Ses victimes avaient mon âge, et certainement comme moi, ont passé leur jeunesse comme des vagabonds perdus dans le brouillard de leur conscience. Cette histoire me colle à la peau, car je me suis toujours demandé, si comme eux, j'aurais pu me laisser conduire à une mort certaine par Sobhraj. Sur les photos de cet époque, le Serpent ressemble au genre de mecs avec qui j'aurai pu coucher pendant les années 1970. Ce n'est pas en le rencontrant que j'aurais pu trouver une réponse. Il ne m'attirait plus vraiment, et je savais pertinemment de quoi il était capable.

Il ne pourra plus y avoir de criminel comme Sobhraj : Interpol s'est informatisé, et plus personne ne peut espérer prendre l'avion en ne comptant que sur un sourire charmeur et un faux passeport. Toutes les bijouteries du monde possèdent un système de caméras de surveillance – comme ce sera bientôt le cas pour les rues du monde entier.

Mais je peux tout aussi bien me gourer sur toute la ligne. Pendant des années, j'ai imaginé Sobhraj séduisant des victimes crédules, des camés un peu naïfs qu'il attirait dans un piège mortel grâce à son charme sensuel et à son intelligence supérieure. Et si ses victimes n'étaient tout simplement pas rentrées dans son jeu ? Et si, au lieu de le voir comme quelqu'un de parfait, ils ne voyaient en lui qu'un asiatique sordide, un personnage pathétique, tel un mac en costume traînant devant un strip-club ? Un mec qui prétendait de manière absurde qu'il était Français, ou Hollandais, ou vaguement Européen – un personnage « comme eux », en somme.

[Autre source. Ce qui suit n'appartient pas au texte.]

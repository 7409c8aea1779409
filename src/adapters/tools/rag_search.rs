//! Vector RAG tool backed by Azure OpenAI "on your data".
//!
//! The tool sends one grounded completion request with an Azure AI Search
//! data source attached and returns the answer text. Every failure is folded
//! into a `[RAG]`-tagged string so the model always receives a tool result.

use async_trait::async_trait;
use secrecy::{ExposeSecret, SecretString};
use serde_json::json;
use std::sync::Arc;

use crate::config::{AppConfig, DEFAULT_SYSTEM_PROMPT};
use crate::domain::conversation::{parse_history, Conversation};
use crate::domain::tools::ToolDescriptor;
use crate::ports::{
    optional_str, required_str, AzureSearchDataSource, ChatCompletion, CompletionRequest,
    DataSource, Tool, ToolError,
};

/// Tool name advertised to the model.
pub const RAG_SEARCH_TOOL: &str = "rag_search";

/// The seven values the vector RAG call needs.
///
/// Each is optional here; [`RagSettings::missing`] reports the absent ones by
/// their environment variable names.
#[derive(Debug, Clone, Default)]
pub struct RagSettings {
    pub openai_endpoint: Option<String>,
    pub openai_key: Option<SecretString>,
    pub chat_model: Option<String>,
    pub embedding_model: Option<String>,
    pub search_endpoint: Option<String>,
    pub search_key: Option<SecretString>,
    pub index_name: Option<String>,
}

impl RagSettings {
    /// Collects the settings from the loaded configuration.
    pub fn from_config(config: &AppConfig) -> Self {
        Self {
            openai_endpoint: config.openai.endpoint.clone(),
            openai_key: config.openai.api_key.clone(),
            chat_model: config.openai.chat_model.clone(),
            embedding_model: config.openai.embedding_model.clone(),
            search_endpoint: config.search.endpoint.clone(),
            search_key: config.search.api_key.clone(),
            index_name: config.search.index_name.clone(),
        }
    }

    /// Names of absent or empty settings, in declaration order.
    pub fn missing(&self) -> Vec<&'static str> {
        [
            ("OPEN_AI_ENDPOINT", self.openai_endpoint.as_deref()),
            ("OPEN_AI_KEY", secret(&self.openai_key)),
            ("CHAT_MODEL", self.chat_model.as_deref()),
            ("EMBEDDING_MODEL", self.embedding_model.as_deref()),
            ("SEARCH_ENDPOINT", self.search_endpoint.as_deref()),
            ("SEARCH_KEY", secret(&self.search_key)),
            ("INDEX_NAME", self.index_name.as_deref()),
        ]
        .into_iter()
        .filter(|(_, value)| value.map_or(true, |v| v.trim().is_empty()))
        .map(|(name, _)| name)
        .collect()
    }

    /// Builds the search data source. `None` when any search value is absent.
    fn data_source(&self) -> Option<DataSource> {
        Some(DataSource::AzureSearch(AzureSearchDataSource {
            endpoint: self.search_endpoint.clone()?,
            index_name: self.index_name.clone()?,
            key: self.search_key.clone()?,
            embedding_deployment: self.embedding_model.clone()?,
        }))
    }
}

fn secret(value: &Option<SecretString>) -> Option<&str> {
    value.as_ref().map(|v| v.expose_secret().as_str())
}

/// `rag_search` tool: grounded answer from the travel knowledge base.
pub struct RagSearchTool {
    descriptor: ToolDescriptor,
    settings: RagSettings,
    completion: Arc<dyn ChatCompletion>,
    system_prompt: String,
}

impl RagSearchTool {
    pub fn new(completion: Arc<dyn ChatCompletion>, settings: RagSettings) -> Self {
        Self {
            descriptor: descriptor(),
            settings,
            completion,
            system_prompt: DEFAULT_SYSTEM_PROMPT.to_string(),
        }
    }

    /// Overrides the system instruction inserted when history has none.
    pub fn with_system_prompt(mut self, prompt: impl Into<String>) -> Self {
        self.system_prompt = prompt.into();
        self
    }

    async fn answer(&self, query: &str, history_json: Option<&str>) -> Result<String, String> {
        let missing = self.settings.missing();
        if !missing.is_empty() {
            return Err(format!("[RAG] Missing env vars: {}", missing.join(", ")));
        }

        let mut conversation = Conversation::from_messages(
            parse_history(history_json)
                .iter()
                .map(|entry| entry.to_message())
                .collect(),
        );
        conversation.ensure_system(self.system_prompt.as_str());
        conversation.push_user(query);

        let mut request = CompletionRequest::new(conversation.into_messages());
        if let Some(source) = self.settings.data_source() {
            request = request.with_data_source(source);
        }
        if let Some(model) = &self.settings.chat_model {
            request = request.with_deployment(model.as_str());
        }

        let reply = self
            .completion
            .complete(request)
            .await
            .map_err(|e| format!("[RAG] Error: {}", e))?;

        Ok(reply.content.unwrap_or_default())
    }
}

#[async_trait]
impl Tool for RagSearchTool {
    fn descriptor(&self) -> &ToolDescriptor {
        &self.descriptor
    }

    async fn invoke(&self, args: serde_json::Value) -> Result<String, ToolError> {
        let query = required_str(&args, "query")?;
        let history_json = optional_str(&args, "history_json")?;

        match self.answer(query, history_json).await {
            Ok(text) => Ok(text),
            Err(tagged) => {
                tracing::warn!(tool = RAG_SEARCH_TOOL, error = %tagged, "RAG lookup failed");
                Ok(tagged)
            }
        }
    }
}

fn descriptor() -> ToolDescriptor {
    ToolDescriptor::new(
        RAG_SEARCH_TOOL,
        "Answer a question about Margie's Travel services using the travel knowledge base.",
        json!({
            "type": "object",
            "properties": {
                "query": {
                    "type": "string",
                    "description": "The user's question."
                },
                "history_json": {
                    "type": "string",
                    "description": "Optional JSON list of prior {role, content} messages."
                }
            },
            "required": ["query"]
        }),
    )
}
//! WhatsApp RAG Bot - Customer-support chat over WhatsApp
//!
//! Inbound webhook messages are answered through an Azure OpenAI tool-calling
//! round trip grounded on an Azure AI Search index, and replies are relayed
//! through the WhatsApp Cloud API.

pub mod adapters;
pub mod application;
pub mod bootstrap;
pub mod config;
pub mod domain;
pub mod ports;
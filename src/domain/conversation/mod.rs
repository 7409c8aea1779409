//! Conversation domain module.
//!
//! Chat messages, tool call requests/results, and the ordered transcript the
//! orchestrator sends to the completion service.

mod conversation;
mod history;
mod message;
mod tool_call;

pub use conversation::Conversation;
pub use history::{parse_history, HistoryEntry};
pub use message::{Message, Role};
pub use tool_call::{ToolCallRequest, ToolResult};
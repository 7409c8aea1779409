//! Retrieval tools the model may call.
//!
//! - `rag_search` - vector RAG through Azure OpenAI with an Azure AI Search data source
//! - `search_index` - keyword lookup against the same index

mod rag_search;
mod search_index;

pub use rag_search::{RagSearchTool, RagSettings, RAG_SEARCH_TOOL};
pub use search_index::{
    format_hits, truncate_snippet, SearchIndexTool, SearchSettings, MAX_SNIPPET_CHARS,
    SEARCH_INDEX_TOOL,
};
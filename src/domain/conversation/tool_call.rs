//! Tool call request and result types.
//!
//! These are the request/response value objects exchanged between the
//! completion service and the tool registry.

use serde::{Deserialize, Serialize};

use super::message::Message;

/// A model-issued request to invoke a named tool.
///
/// Arguments stay in their serialized form until dispatch, because the model
/// may emit text that is not valid JSON.
#[derive(Debug, Clone, PartialEq, Eq, Serialize, Deserialize)]
#[serde(into = "WireToolCall", from = "WireToolCall")]
pub struct ToolCallRequest {
    pub id: String,
    pub name: String,
    pub arguments: String,
}

impl ToolCallRequest {
    /// Creates a new tool call request.
    pub fn new(
        id: impl Into<String>,
        name: impl Into<String>,
        arguments: impl Into<String>,
    ) -> Self {
        Self {
            id: id.into(),
            name: name.into(),
            arguments: arguments.into(),
        }
    }

    /// Decodes the serialized arguments.
    ///
    /// Blank arguments decode to an empty object.
    pub fn parse_arguments(&self) -> Result<serde_json::Value, serde_json::Error> {
        if self.arguments.trim().is_empty() {
            return Ok(serde_json::Value::Object(serde_json::Map::new()));
        }
        serde_json::from_str(&self.arguments)
    }
}

/// Output of one tool invocation, bound to the call it answers.
#[derive(Debug, Clone, PartialEq, Eq)]
pub struct ToolResult {
    pub call_id: String,
    pub content: String,
}

impl ToolResult {
    pub fn new(call_id: impl Into<String>, content: impl Into<String>) -> Self {
        Self {
            call_id: call_id.into(),
            content: content.into(),
        }
    }
}

impl From<ToolResult> for Message {
    fn from(result: ToolResult) -> Self {
        Message::tool_result(result.call_id, result.content)
    }
}

#[derive(Debug, Clone, Serialize, Deserialize)]
struct WireToolCall {
    id: String,
    #[serde(rename = "type", default = "function_kind")]
    kind: String,
    function: WireFunction,
}

#[derive(Debug, Clone, Serialize, Deserialize)]
struct WireFunction {
    name: String,
    #[serde(default)]
    arguments: String,
}

fn function_kind() -> String {
    "function".to_string()
}

impl From<ToolCallRequest> for WireToolCall {
    fn from(call: ToolCallRequest) -> Self {
        Self {
            id: call.id,
            kind: function_kind(),
            function: WireFunction {
                name: call.name,
                arguments: call.arguments,
            },
        }
    }
}

impl From<WireToolCall> for ToolCallRequest {
    fn from(wire: WireToolCall) -> Self {
        Self {
            id: wire.id,
            name: wire.function.name,
            arguments: wire.function.arguments,
        }
    }
}
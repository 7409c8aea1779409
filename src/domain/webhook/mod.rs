//! Messaging webhook rules: payload classification, signature checks and the
//! subscription handshake.

mod inbound;
mod signature;
mod verification;

pub use inbound::{IgnoreReason, InboundEvent, TextMessage};
pub use signature::{
    constant_time_compare, PayloadSignatureVerifier, SignatureError, SIGNATURE_HEADER,
};
pub use verification::{verify_subscription, VerificationOutcome};
//! Azure OpenAI Provider - Implementation of ChatCompletion for Azure-hosted deployments.
//!
//! # Configuration
//!
//! ```ignore
//! let config = AzureOpenAIConfig::new("https://my-resource.openai.azure.com", api_key, "gpt-4o")
//!     .with_api_version("2024-12-01-preview")
//!     .with_timeout(Duration::from_secs(60));
//!
//! let provider = AzureOpenAIProvider::new(config)?;
//! ```
//!
//! Requests go to
//! `{endpoint}/openai/deployments/{deployment}/chat/completions?api-version=...`
//! with an `api-key` header. Each call is attempted exactly once.

use async_trait::async_trait;
use reqwest::{Client, Response};
use secrecy::{ExposeSecret, Secret};
use serde::{Deserialize, Serialize};
use std::time::Duration;

use crate::domain::conversation::{Message, ToolCallRequest};
use crate::ports::{AIError, ChatCompletion, CompletionRequest, DataSource, ToolChoice};

/// Configuration for the Azure OpenAI provider.
#[derive(Debug, Clone)]
pub struct AzureOpenAIConfig {
    /// Resource endpoint (e.g., "https://my-resource.openai.azure.com").
    pub endpoint: String,
    /// API key for authentication.
    api_key: Secret<String>,
    /// Default chat deployment name.
    pub deployment: String,
    /// REST API version.
    pub api_version: String,
    /// Request timeout.
    pub timeout: Duration,
}

impl AzureOpenAIConfig {
    /// Creates a new configuration.
    pub fn new(
        endpoint: impl Into<String>,
        api_key: impl Into<String>,
        deployment: impl Into<String>,
    ) -> Self {
        Self {
            endpoint: endpoint.into(),
            api_key: Secret::new(api_key.into()),
            deployment: deployment.into(),
            api_version: "2024-12-01-preview".to_string(),
            timeout: Duration::from_secs(60),
        }
    }

    /// Sets the API version.
    pub fn with_api_version(mut self, version: impl Into<String>) -> Self {
        self.api_version = version.into();
        self
    }

    /// Sets the request timeout.
    pub fn with_timeout(mut self, timeout: Duration) -> Self {
        self.timeout = timeout;
        self
    }

    fn api_key(&self) -> &str {
        self.api_key.expose_secret()
    }
}

/// Azure OpenAI chat-completion provider.
pub struct AzureOpenAIProvider {
    config: AzureOpenAIConfig,
    client: Client,
}

impl AzureOpenAIProvider {
    /// Creates a new provider with the given configuration.
    pub fn new(config: AzureOpenAIConfig) -> Result<Self, AIError> {
        let client = Client::builder()
            .timeout(config.timeout)
            .build()
            .map_err(|e| AIError::network(format!("Failed to create HTTP client: {}", e)))?;

        Ok(Self { config, client })
    }

    /// Builds the chat completions URL for a deployment (without query).
    fn completions_url(&self, deployment: &str) -> String {
        format!(
            "{}/openai/deployments/{}/chat/completions",
            self.config.endpoint.trim_end_matches('/'),
            deployment
        )
    }

    /// Sends a request.
    async fn send_request(&self, request: &CompletionRequest) -> Result<Response, AIError> {
        let deployment = request
            .deployment
            .as_deref()
            .unwrap_or(&self.config.deployment);
        let body = AzureChatRequest::from_request(request);

        self.client
            .post(self.completions_url(deployment))
            .query(&[("api-version", self.config.api_version.as_str())])
            .header("api-key", self.config.api_key())
            .header("Content-Type", "application/json")
            .json(&body)
            .send()
            .await
            .map_err(|e| {
                if e.is_timeout() {
                    AIError::Timeout {
                        timeout_secs: self.config.timeout.as_secs() as u32,
                    }
                } else if e.is_connect() {
                    AIError::network(format!("Connection failed: {}", e))
                } else {
                    AIError::network(e.to_string())
                }
            })
    }

    /// Parses the API response status and handles errors.
    async fn handle_response_status(&self, response: Response) -> Result<Response, AIError> {
        let status = response.status();

        if status.is_success() {
            return Ok(response);
        }

        let retry_after = response
            .headers()
            .get("retry-after")
            .and_then(|v| v.to_str().ok())
            .and_then(|v| v.trim().parse::<u32>().ok());
        let error_body = response.text().await.unwrap_or_default();

        Err(error_for_status(status.as_u16(), &error_body, retry_after))
    }

    /// Parses a completion response.
    async fn parse_response(&self, response: Response) -> Result<Message, AIError> {
        let response = self.handle_response_status(response).await?;

        let azure_response: AzureChatResponse = response
            .json()
            .await
            .map_err(|e| AIError::parse(format!("Failed to parse response: {}", e)))?;

        message_from_response(azure_response)
    }
}

#[async_trait]
impl ChatCompletion for AzureOpenAIProvider {
    async fn complete(&self, request: CompletionRequest) -> Result<Message, AIError> {
        tracing::debug!(
            messages = request.messages.len(),
            tools = request.tools.len(),
            data_sources = request.data_sources.len(),
            "Requesting chat completion"
        );

        let response = self.send_request(&request).await?;
        let message = self.parse_response(response).await?;

        tracing::debug!(
            tool_calls = message.tool_calls.len(),
            "Chat completion received"
        );
        Ok(message)
    }
}

/// Maps a non-success HTTP status to an error.
fn error_for_status(status: u16, body: &str, retry_after: Option<u32>) -> AIError {
    match status {
        401 | 403 => AIError::AuthenticationFailed,
        429 => AIError::rate_limited(retry_after.unwrap_or(30)),
        400 if body.contains("content_filter") => AIError::content_filtered(body),
        400 | 404 | 422 => AIError::invalid_request(format!("status {}: {}", status, body)),
        500..=599 => AIError::unavailable(format!("Server error {}: {}", status, body)),
        _ => AIError::network(format!("Unexpected status {}: {}", status, body)),
    }
}

/// Extracts the first choice's message.
fn message_from_response(response: AzureChatResponse) -> Result<Message, AIError> {
    let choice = response
        .choices
        .into_iter()
        .next()
        .ok_or_else(|| AIError::parse("No choices in response"))?;

    let tool_calls = choice.message.tool_calls.unwrap_or_default();

    if choice.finish_reason.as_deref() == Some("content_filter")
        && choice.message.content.is_none()
        && tool_calls.is_empty()
    {
        return Err(AIError::content_filtered("response withheld by content filter"));
    }

    Ok(Message::assistant_with_tool_calls(
        choice.message.content,
        tool_calls,
    ))
}

// ----- Azure OpenAI API Types -----

#[derive(Debug, Serialize)]
struct AzureChatRequest<'a> {
    messages: &'a [Message],
    #[serde(skip_serializing_if = "Vec::is_empty")]
    tools: Vec<serde_json::Value>,
    #[serde(skip_serializing_if = "Option::is_none")]
    tool_choice: Option<ToolChoice>,
    #[serde(skip_serializing_if = "<[_]>::is_empty")]
    data_sources: &'a [DataSource],
    #[serde(skip_serializing_if = "Option::is_none")]
    temperature: Option<f32>,
}

impl<'a> AzureChatRequest<'a> {
    fn from_request(request: &'a CompletionRequest) -> Self {
        let tools: Vec<serde_json::Value> = request
            .tools
            .iter()
            .map(|t| t.to_openai_format())
            .collect();
        let tool_choice = if tools.is_empty() {
            None
        } else {
            request.tool_choice
        };

        Self {
            messages: &request.messages,
            tools,
            tool_choice,
            data_sources: &request.data_sources,
            temperature: request.temperature,
        }
    }
}

#[derive(Debug, Deserialize)]
struct AzureChatResponse {
    choices: Vec<AzureChoice>,
}

#[derive(Debug, Deserialize)]
struct AzureChoice {
    message: AzureResponseMessage,
    finish_reason: Option<String>,
}

#[derive(Debug, Deserialize)]
struct AzureResponseMessage {
    content: Option<String>,
    #[serde(default)]
    tool_calls: Option<Vec<ToolCallRequest>>,
}
//! Tools the model may invoke during a chat round trip.
//!
//! - [`ToolDescriptor`] - Schema and metadata advertised to the model
//! - [`ToolRegistry`] - Ordered lookup and dispatch of registered tools

mod tool_descriptor;
mod tool_registry;

pub use tool_descriptor::ToolDescriptor;
pub use tool_registry::ToolRegistry;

Et si au lieu d'avoir pitié pour cet homme risible, ils avaient souhaité se servir de lui ? La plupart de ses victimes ne voulaient pas spécialement coucher avec lui. Elles voulaient les pierres précieuses à bas prix que Sobhraj leur promettait. Il est tout à fait possible que ses victimes pensaient mener la danse. Que c'était elles qui allaient l'arnaquer. Elles devaient le trouver aussi ridicule que moi. Et peut-être pensaient-elles qu'une personne aussi ridicule ne pouvait pas être dangereuse.